In South Sudan, the belief that guns can solve political and national problems has been tested repeatedly and has failed repeatedly. Yet, despite painful lessons from our own recent history, some leaders and groups continue to conclude that violence is the answer. The tragedies of 2013 and 2016 should have ended this illusion once and for all.
The conflict that erupted in December 2013 was justified by its architects as a necessary action to “save the nation”. Instead, it shattered the country. Tens of thousands of lives were lost, millions were displaced, and communities that once lived together turned against one another. The war did not resolve political disagreements; it hardened them. It did not strengthen the state; it nearly collapsed it.
Three years later, in July 2016, South Sudan repeated the same mistake. Once again, guns were chosen over dialogue. Once again, leaders believed force could impose political order. The result was not stability, but deeper fragmentation, economic collapse, and the near-total loss of public trust. If guns were the solution, South Sudan would have been at peace by now.
These two moments alone should be enough evidence that violence does not work. Guns did not deliver justice. They did not create unity. They did not build institutions. All they achieved was suffering. Suffering that ordinary citizens continue to bear long after the political elites return to negotiations.
The continued reliance on armed confrontation reveals a deeper problem: The refusal to address the root causes. Power struggles, weak institutions, ethnic manipulation, corruption, and exclusion cannot be solved through military victories. In fact, violence only amplifies these problems, making compromise harder and reconciliation more distant.
It is time to ask an honest question: If guns failed in 2013 and again in 2016, why do we expect them to succeed now? Repeating the same action while hoping for a different outcome is not a strategy-it is recklessness.
A different path is not only possible; it is necessary. South Sudan needs inclusive political dialogue, credible reforms, accountability for past crimes, and genuine investment in national institutions rather than armed groups. Peace agreements must be implemented in both letter and spirit, not treated as temporary pauses between wars.
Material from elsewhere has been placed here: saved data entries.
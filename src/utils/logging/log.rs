//! Logging utilities
//!
//! Standardized log lines for file operations and cleaning steps.

use std::path::Path;

/// Log an operation start with consistent format
///
/// # Arguments
/// * `operation` - Description of the operation
/// * `path` - Path of the file or directory being operated on
pub fn log_operation_start(operation: &str, path: &Path) {
    log::info!("{} {}", operation, path.display());
}

/// Log an operation completion with consistent format
///
/// # Arguments
/// * `operation` - Past-tense verb describing what was done
/// * `path` - Path of the file or directory that was operated on
/// * `items` - Number of rows or files processed
/// * `elapsed` - Optional elapsed time
pub fn log_operation_complete(
    operation: &str,
    path: &Path,
    items: usize,
    elapsed: Option<std::time::Duration>,
) {
    match elapsed {
        Some(duration) => log::info!(
            "Successfully {} {} rows at {} in {:?}",
            operation,
            items,
            path.display(),
            duration
        ),
        None => log::info!(
            "Successfully {} {} rows at {}",
            operation,
            items,
            path.display()
        ),
    }
}

/// Log the outcome of one cleaning step
pub fn log_step(step: &str, removed: usize, remaining: usize) {
    if removed == 0 {
        log::debug!("{step}: nothing removed ({remaining} rows)");
    } else {
        log::info!("{step}: removed {removed} rows, {remaining} remain");
    }
}

/// Log an operation warning with consistent format
///
/// # Arguments
/// * `message` - Warning message
/// * `path` - Optional path related to the warning
pub fn log_warning(message: &str, path: Option<&Path>) {
    if let Some(path) = path {
        log::warn!("{}: {}", message, path.display());
    } else {
        log::warn!("{message}");
    }
}
//! SVG charts for the analysis report

pub mod charts;

use std::collections::BTreeMap;
use std::path::{Path, PathBuf};
use std::time::Instant;

use crate::algorithm::descriptive::split_by_status;
use crate::analysis::AnalysisReport;
use crate::error::util::ensure_directory;
use crate::error::{NoShowError, Result};
use crate::models::{Appointment, AppointmentStatus};
use crate::utils::logging::{log_operation_complete, log_operation_start};

pub use charts::{NO_SHOW_COLOR, SHOWED_COLOR};

const AGE_BIN_WIDTH: f64 = 5.0;
const WAITING_BIN_WIDTH: f64 = 7.0;

fn render(path: PathBuf, draw: impl FnOnce(&Path) -> charts::ChartResult) -> Result<PathBuf> {
    draw(&path).map_err(|e| NoShowError::PlotError(format!("{}: {e}", path.display())))?;
    log::debug!("Wrote chart {}", path.display());
    Ok(path)
}

/// Appointments per waiting time, in days
fn counts_by_waiting_days(appointments: &[Appointment]) -> Vec<(i64, [u64; 2])> {
    let mut counts: BTreeMap<i64, [u64; 2]> = BTreeMap::new();
    for a in appointments {
        counts.entry(a.waiting_days).or_insert([0, 0])[a.status.index()] += 1;
    }
    counts.into_iter().collect()
}

/// Render every chart into `dir/charts`
///
/// # Arguments
/// * `report` - Finished analysis
/// * `appointments` - Cleaned appointments behind the report
/// * `dir` - Output directory; charts land in its `charts` subdirectory
pub fn write_charts(
    report: &AnalysisReport,
    appointments: &[Appointment],
    dir: &Path,
) -> Result<Vec<PathBuf>> {
    let start = Instant::now();
    let dir = dir.join("charts");
    ensure_directory(&dir)?;
    log_operation_start("Rendering charts into", &dir);

    let mut written = Vec::new();

    let status_labels: Vec<String> = AppointmentStatus::ALL
        .iter()
        .map(|s| s.label().to_string())
        .collect();
    written.push(render(dir.join("status_share.svg"), |p| {
        charts::category_bars(
            p,
            "Appointment status",
            &status_labels,
            &[report.status.showed_share, report.status.no_show_share],
            "share of appointments",
            SHOWED_COLOR,
        )
    })?);

    for analysis in report.categorical() {
        let table = &analysis.table;
        written.push(render(
            dir.join(format!("proportions_{}.svg", table.variable)),
            |p| charts::stacked_proportions(p, &format!("Appointment status by {}", table.variable), table),
        )?);
    }
    written.push(render(dir.join("proportions_age.svg"), |p| {
        charts::stacked_proportions(p, "Appointment status by age", &report.age.table)
    })?);

    let (showed_ages, no_show_ages) = split_by_status(appointments, |a| a.age as f64);
    written.push(render(dir.join("histogram_age.svg"), |p| {
        charts::overlaid_histogram(
            p,
            "Age distribution",
            "age",
            &showed_ages,
            &no_show_ages,
            AGE_BIN_WIDTH,
        )
    })?);

    let (showed_waits, no_show_waits) = split_by_status(appointments, |a| a.waiting_days as f64);
    written.push(render(dir.join("histogram_waiting_days.svg"), |p| {
        charts::overlaid_histogram(
            p,
            "Waiting days distribution",
            "waiting days",
            &showed_waits,
            &no_show_waits,
            WAITING_BIN_WIDTH,
        )
    })?);

    written.push(render(dir.join("weekday_counts.svg"), |p| {
        charts::status_lines(p, "Appointments per weekday", &report.weekday.table)
    })?);

    let waiting_counts = counts_by_waiting_days(appointments);
    written.push(render(dir.join("waiting_days.svg"), |p| {
        charts::grouped_counts(p, "Appointments per waiting time", "waiting days", &waiting_counts)
    })?);

    if !report.top_neighbourhoods.is_empty() {
        let names: Vec<String> = report
            .top_neighbourhoods
            .iter()
            .map(|n| n.name.clone())
            .collect();
        let counts: Vec<f64> = report
            .top_neighbourhoods
            .iter()
            .map(|n| n.no_show as f64)
            .collect();
        written.push(render(dir.join("top_neighbourhoods.svg"), |p| {
            charts::category_bars(
                p,
                "Neighbourhoods with the most no-shows",
                &names,
                &counts,
                "no-show appointments",
                NO_SHOW_COLOR,
            )
        })?);
    }

    log_operation_complete("rendered", &dir, written.len(), Some(start.elapsed()));
    Ok(written)
}
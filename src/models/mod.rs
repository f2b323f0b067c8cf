//! Domain models for appointment records
//!
//! This module contains the typed appointment record, the raw row it is
//! coerced from, and the small enums used to group appointments.

pub mod appointment;
pub mod flags;
pub mod types;

// Re-export commonly used types
pub use appointment::{Appointment, RawAppointment};
pub use flags::HealthFlag;
pub use types::{AppointmentStatus, Gender};
//! Export of the cleaned appointment table
//!
//! Rows are flattened into [`CleanedRow`], converted to a record batch with
//! `serde_arrow`, and written with the Arrow CSV writer or the Parquet
//! `ArrowWriter`.

use std::path::{Path, PathBuf};
use std::time::Instant;

use arrow::csv::WriterBuilder;
use arrow::datatypes::FieldRef;
use arrow::record_batch::RecordBatch;
use parquet::arrow::ArrowWriter;
use serde::Serialize;
use serde_arrow::schema::{SchemaLike, TracingOptions};

use crate::config::ExportFormat;
use crate::error::Result;
use crate::error::util::safe_create_file;
use crate::models::Appointment;
use crate::utils::logging::{log_operation_complete, log_operation_start, log_warning};

const TIMESTAMP_FORMAT: &str = "%Y-%m-%dT%H:%M:%S";

/// One row of the exported table, with renamed and derived columns
#[derive(Debug, Clone, PartialEq, Eq, Serialize)]
pub struct CleanedRow {
    pub patient_id: u64,
    pub appointment_id: i64,
    pub gender: String,
    pub scheduled_day: String,
    pub appointment_day: String,
    pub age: i64,
    pub neighbourhood: String,
    pub scholarship: u8,
    pub hypertension: u8,
    pub diabetes: u8,
    pub alcoholism: u8,
    pub handicap: u8,
    pub sms_received: u8,
    pub no_show: String,
    pub waiting_days: i64,
    pub weekday: String,
}

impl From<&Appointment> for CleanedRow {
    fn from(a: &Appointment) -> Self {
        Self {
            patient_id: a.patient_id,
            appointment_id: a.appointment_id,
            gender: a.gender.code().to_string(),
            scheduled_day: a.scheduled_at.format(TIMESTAMP_FORMAT).to_string(),
            appointment_day: a.appointment_at.format(TIMESTAMP_FORMAT).to_string(),
            age: a.age,
            neighbourhood: a.neighbourhood.clone(),
            scholarship: u8::from(a.scholarship),
            hypertension: u8::from(a.hypertension),
            diabetes: u8::from(a.diabetes),
            alcoholism: u8::from(a.alcoholism),
            handicap: a.handicap,
            sms_received: u8::from(a.sms_received),
            no_show: a.status.source_value().to_string(),
            waiting_days: a.waiting_days,
            weekday: a.weekday_name().to_string(),
        }
    }
}

/// Convert appointments into a single record batch
pub fn to_record_batch(appointments: &[Appointment]) -> Result<RecordBatch> {
    let rows: Vec<CleanedRow> = appointments.iter().map(CleanedRow::from).collect();
    let fields = Vec::<FieldRef>::from_samples(&rows, TracingOptions::default())?;
    Ok(serde_arrow::to_record_batch(&fields, &rows)?)
}

/// Write the cleaned table to `dir/cleaned_appointments.<ext>`
///
/// Returns `None` without writing when there are no rows, since the schema
/// is traced from the rows themselves.
pub fn export_cleaned(
    appointments: &[Appointment],
    dir: &Path,
    format: ExportFormat,
) -> Result<Option<PathBuf>> {
    let path = dir.join(format!("cleaned_appointments.{}", format.extension()));
    if appointments.is_empty() {
        log_warning("No rows to export, skipping", Some(&path));
        return Ok(None);
    }

    let start = Instant::now();
    log_operation_start("Exporting cleaned appointments to", &path);

    let batch = to_record_batch(appointments)?;
    let file = safe_create_file(&path)?;
    match format {
        ExportFormat::Csv => {
            let mut writer = WriterBuilder::new().with_header(true).build(file);
            writer.write(&batch)?;
        }
        ExportFormat::Parquet => {
            let mut writer = ArrowWriter::try_new(file, batch.schema(), None)?;
            writer.write(&batch)?;
            writer.close()?;
        }
    }

    log_operation_complete("exported", &path, batch.num_rows(), Some(start.elapsed()));
    Ok(Some(path))
}

#[cfg(test)]
mod tests {
    use super::*;
    use crate::models::{AppointmentStatus, Gender};
    use crate::utils::date::{TimestampFormats, parse_timestamp};

    fn sample() -> Appointment {
        let formats = TimestampFormats::default();
        let mut appointment = Appointment::new(
            29_872_499_824_296,
            5_642_903,
            Gender::Female,
            parse_timestamp("2016-04-29T18:38:08Z", &formats).unwrap(),
            parse_timestamp("2016-04-29T00:00:00Z", &formats).unwrap(),
            62,
            "JARDIM DA PENHA",
            AppointmentStatus::NoShow,
        );
        appointment.hypertension = true;
        appointment.waiting_days = 0;
        appointment
    }

    #[test]
    fn rows_carry_renamed_and_derived_columns() {
        let row = CleanedRow::from(&sample());
        assert_eq!(row.gender, "F");
        assert_eq!(row.scheduled_day, "2016-04-29T18:38:08");
        assert_eq!(row.hypertension, 1);
        assert_eq!(row.no_show, "Yes");
        assert_eq!(row.weekday, "Friday");
    }

    #[test]
    fn record_batch_has_one_column_per_field() {
        let batch = to_record_batch(&[sample(), sample()]).unwrap();
        assert_eq!(batch.num_rows(), 2);
        assert_eq!(batch.num_columns(), 16);
        assert!(batch.schema().field_with_name("waiting_days").is_ok());
    }

    #[test]
    fn empty_export_writes_nothing() {
        let dir = tempfile::tempdir().unwrap();
        let written = export_cleaned(&[], dir.path(), ExportFormat::Csv).unwrap();
        assert!(written.is_none());
        assert!(!dir.path().join("cleaned_appointments.csv").exists());
    }
}
use noshow_analysis::loader::{InputFormat, read_csv};
use noshow_analysis::report::export_cleaned;
use noshow_analysis::{AppointmentStatus, ExportFormat, Gender, NoShowError, load_appointments};

use crate::utils::{FixtureRow, HEADER, random_rows, test_config, write_csv};

#[test]
fn loads_typed_appointments_from_csv() {
    let dir = tempfile::tempdir().unwrap();
    let mut row = FixtureRow::new(5_642_903).missed();
    row.patient_id = "2.98724998242960e+13".to_string();
    row.flags = [0, 1, 0, 0];
    row.handicap = 2;
    let input = write_csv(&dir.path().join("appointments.csv"), &[row, FixtureRow::new(2)]);

    let appointments = load_appointments(&test_config(&input, dir.path())).unwrap();

    assert_eq!(appointments.len(), 2);
    let first = &appointments[0];
    assert_eq!(first.patient_id, 29_872_499_824_296);
    assert_eq!(first.appointment_id, 5_642_903);
    assert_eq!(first.gender, Gender::Female);
    assert!(first.hypertension);
    assert!(!first.scholarship);
    assert_eq!(first.handicap, 2);
    assert_eq!(first.status, AppointmentStatus::NoShow);
    assert_eq!(first.waiting_days, 8);
    assert_eq!(first.weekday_name(), "Friday");
}

#[test]
fn header_order_does_not_matter() {
    let dir = tempfile::tempdir().unwrap();
    let path = dir.path().join("reordered.csv");
    // Move PatientId to the end and add an unused column
    let columns: Vec<&str> = HEADER.split(',').collect();
    let header = format!("{},Extra,{}", columns[1..].join(","), columns[0]);
    let row = FixtureRow::new(7);
    let values: Vec<String> = row.to_csv_line().split(',').map(str::to_string).collect();
    let line = format!("{},ignored,{}", values[1..].join(","), values[0]);
    std::fs::write(&path, format!("{header}\n{line}\n")).unwrap();

    let appointments = load_appointments(&test_config(&path, dir.path())).unwrap();
    assert_eq!(appointments.len(), 1);
    assert_eq!(appointments[0].patient_id, 1007);
    assert_eq!(appointments[0].appointment_id, 7);
}

#[test]
fn missing_column_is_a_schema_error() {
    let dir = tempfile::tempdir().unwrap();
    let path = dir.path().join("broken.csv");
    let header = HEADER.replace(",Handcap", "");
    std::fs::write(&path, format!("{header}\n")).unwrap();

    let err = read_csv(&path, 16).unwrap_err();
    assert!(matches!(err, NoShowError::SchemaError(_)));
    assert!(err.to_string().contains("Handcap"));
}

#[test]
fn bad_values_name_the_appointment() {
    let dir = tempfile::tempdir().unwrap();
    let mut row = FixtureRow::new(42);
    row.gender = "X";
    let input = write_csv(&dir.path().join("bad.csv"), &[row]);

    let err = load_appointments(&test_config(&input, dir.path())).unwrap_err();
    assert!(matches!(err, NoShowError::ValidationError(_)));
    assert!(err.to_string().contains("appointment 42"));
}

#[test]
fn missing_file_is_an_io_error() {
    let dir = tempfile::tempdir().unwrap();
    let input = dir.path().join("absent.csv");
    let err = load_appointments(&test_config(&input, dir.path())).unwrap_err();
    assert!(matches!(err, NoShowError::IoError { .. }));
}

#[test]
fn batches_preserve_row_order() {
    let dir = tempfile::tempdir().unwrap();
    let rows = random_rows(300, 7);
    let input = write_csv(&dir.path().join("many.csv"), &rows);

    let appointments = load_appointments(&test_config(&input, dir.path()).with_batch_size(16)).unwrap();
    assert_eq!(appointments.len(), 300);
    let ids: Vec<i64> = appointments.iter().map(|a| a.appointment_id).collect();
    let expected: Vec<i64> = rows.iter().map(|r| r.appointment_id).collect();
    assert_eq!(ids, expected);
}

#[test]
fn exported_parquet_can_be_read_back() {
    let dir = tempfile::tempdir().unwrap();
    let input = write_csv(&dir.path().join("src.csv"), &random_rows(50, 3));
    let appointments = load_appointments(&test_config(&input, dir.path())).unwrap();

    let path = export_cleaned(&appointments, dir.path(), ExportFormat::Parquet)
        .unwrap()
        .unwrap();
    assert_eq!(InputFormat::from_path(&path), InputFormat::Parquet);

    let file = std::fs::File::open(&path).unwrap();
    let reader = parquet::arrow::arrow_reader::ParquetRecordBatchReaderBuilder::try_new(file)
        .unwrap()
        .build()
        .unwrap();
    let rows: usize = reader.map(|b| b.unwrap().num_rows()).sum();
    assert_eq!(rows, 50);
}

#[test]
fn exported_csv_has_renamed_columns() {
    let dir = tempfile::tempdir().unwrap();
    let input = write_csv(&dir.path().join("src.csv"), &[FixtureRow::new(1)]);
    let appointments = load_appointments(&test_config(&input, dir.path())).unwrap();

    let path = export_cleaned(&appointments, dir.path(), ExportFormat::Csv)
        .unwrap()
        .unwrap();
    let contents = std::fs::read_to_string(path).unwrap();
    let header = contents.lines().next().unwrap();
    assert!(header.starts_with("patient_id,appointment_id,gender"));
    assert!(header.ends_with("no_show,waiting_days,weekday"));
}
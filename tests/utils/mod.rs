use std::fmt::Write as _;
use std::path::{Path, PathBuf};

use noshow_analysis::AnalysisConfig;
use rand::rngs::StdRng;
use rand::{Rng, SeedableRng};

/// Header of the published appointment table
pub const HEADER: &str = "PatientId,AppointmentID,Gender,ScheduledDay,AppointmentDay,Age,\
                          Neighbourhood,Scholarship,Hipertension,Diabetes,Alcoholism,Handcap,\
                          SMS_received,No-show";

/// One synthetic source row
#[derive(Debug, Clone)]
pub struct FixtureRow {
    pub patient_id: String,
    pub appointment_id: i64,
    pub gender: &'static str,
    pub scheduled_day: String,
    pub appointment_day: String,
    pub age: i64,
    pub neighbourhood: String,
    pub flags: [u8; 4],
    pub handicap: u8,
    pub sms_received: u8,
    pub no_show: &'static str,
}

impl FixtureRow {
    /// A plain row: showed up, booked nine days ahead
    #[must_use]
    pub fn new(appointment_id: i64) -> Self {
        Self {
            patient_id: format!("{}", 1000 + appointment_id),
            appointment_id,
            gender: "F",
            scheduled_day: "2016-04-20T08:00:00Z".to_string(),
            appointment_day: "2016-04-29T00:00:00Z".to_string(),
            age: 30,
            neighbourhood: "CENTRO".to_string(),
            flags: [0; 4],
            handicap: 0,
            sms_received: 0,
            no_show: "No",
        }
    }

    #[must_use]
    pub fn with_age(mut self, age: i64) -> Self {
        self.age = age;
        self
    }

    #[must_use]
    pub fn with_days(mut self, scheduled: &str, appointment: &str) -> Self {
        self.scheduled_day = scheduled.to_string();
        self.appointment_day = appointment.to_string();
        self
    }

    #[must_use]
    pub fn missed(mut self) -> Self {
        self.no_show = "Yes";
        self
    }

    #[must_use]
    pub fn to_csv_line(&self) -> String {
        format!(
            "{},{},{},{},{},{},{},{},{},{},{},{},{},{}",
            self.patient_id,
            self.appointment_id,
            self.gender,
            self.scheduled_day,
            self.appointment_day,
            self.age,
            self.neighbourhood,
            self.flags[0],
            self.flags[1],
            self.flags[2],
            self.flags[3],
            self.handicap,
            self.sms_received,
            self.no_show
        )
    }
}

/// Write rows under the standard header
pub fn write_csv(path: &Path, rows: &[FixtureRow]) -> PathBuf {
    let mut contents = String::from(HEADER);
    contents.push('\n');
    for row in rows {
        writeln!(contents, "{}", row.to_csv_line()).unwrap();
    }
    std::fs::write(path, contents).unwrap();
    path.to_path_buf()
}

const NEIGHBOURHOODS: [&str; 6] = [
    "JARDIM CAMBURI",
    "MARIA ORTIZ",
    "ITARARÉ",
    "RESISTÊNCIA",
    "CENTRO",
    "JESUS DE NAZARETH",
];

/// Random but reproducible rows, including the known data-entry errors:
/// a negative age and appointments dated before they were booked
#[must_use]
pub fn random_rows(count: usize, seed: u64) -> Vec<FixtureRow> {
    let mut rng = StdRng::seed_from_u64(seed);
    let mut rows = Vec::with_capacity(count);

    for i in 0..count {
        let id = 5_600_000 + i as i64;
        let patient = rng.random_range(1..=count as u64 / 2 + 1);
        let day = rng.random_range(1..=30u32);
        let wait = rng.random_range(0..=40i64);
        let appointment = chrono::NaiveDate::from_ymd_opt(2016, 5, day)
            .unwrap()
            .and_hms_opt(0, 0, 0)
            .unwrap();
        let scheduled = appointment - chrono::Duration::days(wait)
            + chrono::Duration::seconds(rng.random_range(28_800..64_800));

        let mut row = FixtureRow::new(id);
        row.patient_id = format!("{patient}.0");
        row.gender = if rng.random_bool(0.65) { "F" } else { "M" };
        row.scheduled_day = scheduled.format("%Y-%m-%dT%H:%M:%SZ").to_string();
        row.appointment_day = appointment.format("%Y-%m-%dT%H:%M:%SZ").to_string();
        row.age = rng.random_range(0..=100);
        row.neighbourhood = NEIGHBOURHOODS[rng.random_range(0..NEIGHBOURHOODS.len())].to_string();
        row.flags = [
            u8::from(rng.random_bool(0.1)),
            u8::from(rng.random_bool(0.2)),
            u8::from(rng.random_bool(0.07)),
            u8::from(rng.random_bool(0.03)),
        ];
        row.handicap = if rng.random_bool(0.05) { rng.random_range(1..=4) } else { 0 };
        row.sms_received = u8::from(rng.random_bool(0.3));
        // Longer waits miss more often
        let miss_probability = 0.1 + (wait as f64 / 40.0) * 0.3;
        row.no_show = if rng.random_bool(miss_probability) { "Yes" } else { "No" };
        rows.push(row);
    }

    if let Some(row) = rows.get_mut(0) {
        row.age = -1;
    }
    if let Some(row) = rows.get_mut(1) {
        row.scheduled_day = "2016-05-10T10:17:48Z".to_string();
        row.appointment_day = "2016-05-04T00:00:00Z".to_string();
    }
    rows
}

/// Quiet configuration writing into `output`
#[must_use]
pub fn test_config(input: &Path, output: &Path) -> AnalysisConfig {
    AnalysisConfig::default()
        .with_input_path(input)
        .with_output_dir(output)
        .with_num_threads(2)
        .with_batch_size(64)
        .with_progress(false)
}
True leadership in South Sudan today means resisting the temptation of the gun and choosing the harder path of wisdom. It means understanding that power gained through violence is temporary, but peace built through dialogue can endure. Nations are not built by those who destroy them to win arguments.
To those who still conclude that guns are the solution, history has already given its verdict. The wars of 2013 and 2016 did not save South Sudan. They nearly destroyed it. If we truly love this country, then the lesson is clear: when guns fail, wisdom demands a different strategy.
South Sudan stands at a decisive crossroads. We can continue down a familiar road, one lined with graves, displacement camps, and broken promises, or we can finally choose a different future. The evidence is undeniable, written in painful detail into our national memory by the wars of 2013 and 2016. Guns have failed us, and denial will not change that truth.
This is a call to the political leaders, the armed groups, the community elders, youth, and the diaspora: reject violence as a political tool. Demand dialogue instead of destruction. Demand reforms instead of revenge. Demand leadership that builds institutions, not militias; unity, not fear.
Peace will not emerge from another round of fighting. It will only come when South Sudanese speak with one voice and say, clearly and firmly: enough. Enough killing in the name of power. Enough wars without winners. Enough futures stolen from our children.
The courage South Sudan needs today is not the courage to pull a trigger, but the courage to change course. To those who still believe the gun is the answer, history has already delivered its verdict. The responsibility now rests with us to choose wisdom over violence, peace over pride, and a different strategy before the cost becomes unbearable once again.